Com preguiça de ir procurar suas roupas na sala, onde aquela noite deliciosa começara, Bonnie inspecionou o guarda-roupa de Enzo, escolhendo uma grossa camisa de flanela para vestir. Foi até a cozinha e colocou a cafeteira para funcionar. Enzo chegou assim que o café ficou pronto. Ele colocou uma caixa cheirosa de pãezinhos sobre a mesa e guardou seu celular no bolso.

— Bem a tempo.

— Para quê? — respondeu ele, sua voz cheia de significados.

Enzo se colocou atrás dela enquanto ela servia café, deslizando as mãos por sua barriga e seus seios.

— Hum... Você cheira bem.

— Estou usando sua camisa — pontuou ela.

Ele subiu a parte de trás da camisa e ela ajeitou seu traseiro nu contra a ereção coberta pelo jeans. A sensação da pele nua contra o tecido era incrivelmente excitante.

Deu a ele um olhar sexy por cima do ombro.

— Venha, vamos para a mesa. Eu preciso comer homem de Deus!

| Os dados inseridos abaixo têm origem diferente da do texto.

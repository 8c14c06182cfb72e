mod cli;
mod demo;
mod infra;
mod routes;
mod server;

use property_ledger::error::AppError;

pub async fn run() -> Result<(), AppError> {
    cli::run().await
}
use chrono::NaiveDate;
use rust_decimal::Decimal;
use serde::{Deserialize, Serialize};

use super::condition::{AllocationCondition, ConditionSpec};

macro_rules! id_type {
    ($(#[$meta:meta])* $name:ident) => {
        $(#[$meta])*
        #[derive(Debug, Clone, Copy, PartialEq, Eq, Hash, PartialOrd, Ord, Serialize, Deserialize)]
        #[serde(transparent)]
        pub struct $name(pub i64);

        impl std::fmt::Display for $name {
            fn fmt(&self, f: &mut std::fmt::Formatter<'_>) -> std::fmt::Result {
                std::fmt::Display::fmt(&self.0, f)
            }
        }
    };
}

id_type!(
    /// Property (real-estate unit) that owns rules and transactions.
    PropertyId
);
id_type!(RuleId);
id_type!(TransactionId);
id_type!(ExpenseTypeId);
id_type!(IncomeTypeId);
id_type!(LineItemId);
id_type!(
    /// Authenticated caller, checked against property ownership.
    UserId
);

#[derive(Debug, Clone, Copy, PartialEq, Eq, Hash, Serialize, Deserialize)]
#[serde(rename_all = "SCREAMING_SNAKE_CASE")]
pub enum TransactionStatus {
    Pending,
    Accepted,
}

#[derive(Debug, Clone, Copy, PartialEq, Eq, Hash, Serialize, Deserialize)]
#[serde(rename_all = "SCREAMING_SNAKE_CASE")]
pub enum TransactionType {
    Unknown,
    Income,
    Expense,
    Deposit,
    Withdraw,
}

impl TransactionType {
    pub const fn label(self) -> &'static str {
        match self {
            Self::Unknown => "unknown",
            Self::Income => "income",
            Self::Expense => "expense",
            Self::Deposit => "deposit",
            Self::Withdraw => "withdraw",
        }
    }
}

/// Expense or income row attached to a transaction, keyed by its type id.
#[derive(Debug, Clone, PartialEq, Eq, Serialize, Deserialize)]
pub struct LineItem<K> {
    #[serde(default, skip_serializing_if = "Option::is_none")]
    pub id: Option<LineItemId>,
    pub type_id: K,
    pub property_id: PropertyId,
    pub transaction_id: TransactionId,
    pub description: String,
    pub amount: Decimal,
    pub quantity: u32,
    pub total_amount: Decimal,
    pub accounting_date: NaiveDate,
}

pub type Expense = LineItem<ExpenseTypeId>;
pub type Income = LineItem<IncomeTypeId>;

/// Imported bank transaction. Expenses are conventionally negative.
#[derive(Debug, Clone, PartialEq, Eq, Serialize, Deserialize)]
pub struct Transaction {
    pub id: TransactionId,
    pub property_id: PropertyId,
    pub status: TransactionStatus,
    #[serde(rename = "type")]
    pub transaction_type: TransactionType,
    #[serde(default)]
    pub sender: Option<String>,
    #[serde(default)]
    pub receiver: Option<String>,
    #[serde(default)]
    pub description: Option<String>,
    #[serde(default)]
    pub amount: Decimal,
    pub accounting_date: NaiveDate,
    #[serde(default)]
    pub expenses: Vec<Expense>,
    #[serde(default)]
    pub incomes: Vec<Income>,
}

impl Transaction {
    /// Only pending, untyped transactions take part in allocation.
    pub fn is_allocation_candidate(&self) -> bool {
        self.status != TransactionStatus::Accepted
            && self.transaction_type == TransactionType::Unknown
    }
}

/// Stored allocation rule. Conditions are combined with AND.
#[derive(Debug, Clone, PartialEq, Serialize, Deserialize)]
pub struct AllocationRule {
    pub id: RuleId,
    pub property_id: PropertyId,
    pub name: String,
    pub priority: i32,
    pub transaction_type: TransactionType,
    #[serde(default)]
    pub expense_type_id: Option<ExpenseTypeId>,
    #[serde(default)]
    pub income_type_id: Option<IncomeTypeId>,
    pub conditions: Vec<AllocationCondition>,
    pub is_active: bool,
}

/// Request body for creating a rule.
#[derive(Debug, Clone, PartialEq, Eq, Serialize, Deserialize)]
pub struct NewAllocationRule {
    pub name: String,
    pub transaction_type: TransactionType,
    #[serde(default)]
    pub expense_type_id: Option<ExpenseTypeId>,
    #[serde(default)]
    pub income_type_id: Option<IncomeTypeId>,
    pub conditions: Vec<ConditionSpec>,
    #[serde(default)]
    pub priority: Option<i32>,
    #[serde(default)]
    pub is_active: Option<bool>,
}

/// Partial update. When `transaction_type` is given, the type ids are replaced as a unit.
#[derive(Debug, Clone, Default, PartialEq, Eq, Serialize, Deserialize)]
pub struct AllocationRuleUpdate {
    #[serde(default)]
    pub name: Option<String>,
    #[serde(default)]
    pub priority: Option<i32>,
    #[serde(default)]
    pub transaction_type: Option<TransactionType>,
    #[serde(default)]
    pub expense_type_id: Option<ExpenseTypeId>,
    #[serde(default)]
    pub income_type_id: Option<IncomeTypeId>,
    #[serde(default)]
    pub conditions: Option<Vec<ConditionSpec>>,
    #[serde(default)]
    pub is_active: Option<bool>,
}

/// Validated rule that has not been assigned an id yet.
#[derive(Debug, Clone, PartialEq)]
pub struct RuleDraft {
    pub property_id: PropertyId,
    pub name: String,
    pub priority: i32,
    pub transaction_type: TransactionType,
    pub expense_type_id: Option<ExpenseTypeId>,
    pub income_type_id: Option<IncomeTypeId>,
    pub conditions: Vec<AllocationCondition>,
    pub is_active: bool,
}

impl RuleDraft {
    pub fn into_rule(self, id: RuleId) -> AllocationRule {
        AllocationRule {
            id,
            property_id: self.property_id,
            name: self.name,
            priority: self.priority,
            transaction_type: self.transaction_type,
            expense_type_id: self.expense_type_id,
            income_type_id: self.income_type_id,
            conditions: self.conditions,
            is_active: self.is_active,
        }
    }
}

Ele sorriu e beijou sua mão.

— Meus pais ligaram. Eles voltaram de viajem ontem e não entenderam por que meu telefone estava desligado.

— Como está seu pai?

— Bem melhor.

— O que você disse a eles? Sobre o telefone desligado, digo.

— Que estive atado a uma mulher nua a noite toda e que ela não me deixou usar o telefone. — Deu-lhe um alegre beijinho no rosto. — Eu me encontrarei com eles para um café em uma hora.

Bonnie colocou açúcar no café de Enzo, concentrando-se em esconder um desapontamento que não tinha direito de sentir, e então se afastou para pegar a manteiga.

— Então é melhor que eu vá embora.

— Não. Não, Bonnie, de jeito nenhum — disse ele, como se considerando suas palavras. — Se bem que eles provavelmente vão querer vir em algum momento para ver o apartamento...

— E você não me quer aqui. — Nem ela queria estar ali. Sorriu, mas pareceu tão frágil como vidro. — Tudo bem, Enzo. Sério, não desejo exibir meu traseiro nu para seus pais.

— Ei... — Ele afastou o cabelo do rosto dela. — Lamento, esse foi o melhor encontro de todos.

A noite deles tinha acabado.

— Tudo bem, preciso de um tempo de inatividade e também dormir um pouco, tomar banho. Você tem que ver seus pais, Enzo. Eu entendo. Sério — assegurou, vendo a dúvida nos olhos dele.

— Fique para o café — ele pediu, suas mãos ainda no cabelo dela.

— Obrigada, mas não, obrigada. — Ela sorriu novamente, e aquele sorriso a rasgou por dentro; obviamente, Enzo nem ao menos havia considerado apresentá-la para a família dele. — Tenho certeza de que você vai querer arrumar o apartamento antes de sair... — Fazer a cama, arejar o quarto, jogar fora as embalagens de preservativo. — Por isso vou embora assim que me vestir.

Encare isso, Bonnie, disse a si mesma. Não há compromisso nisto, é só um relacionamento sexual. Você não quer se envolver com a família dele. A família dele sempre virá antes de você.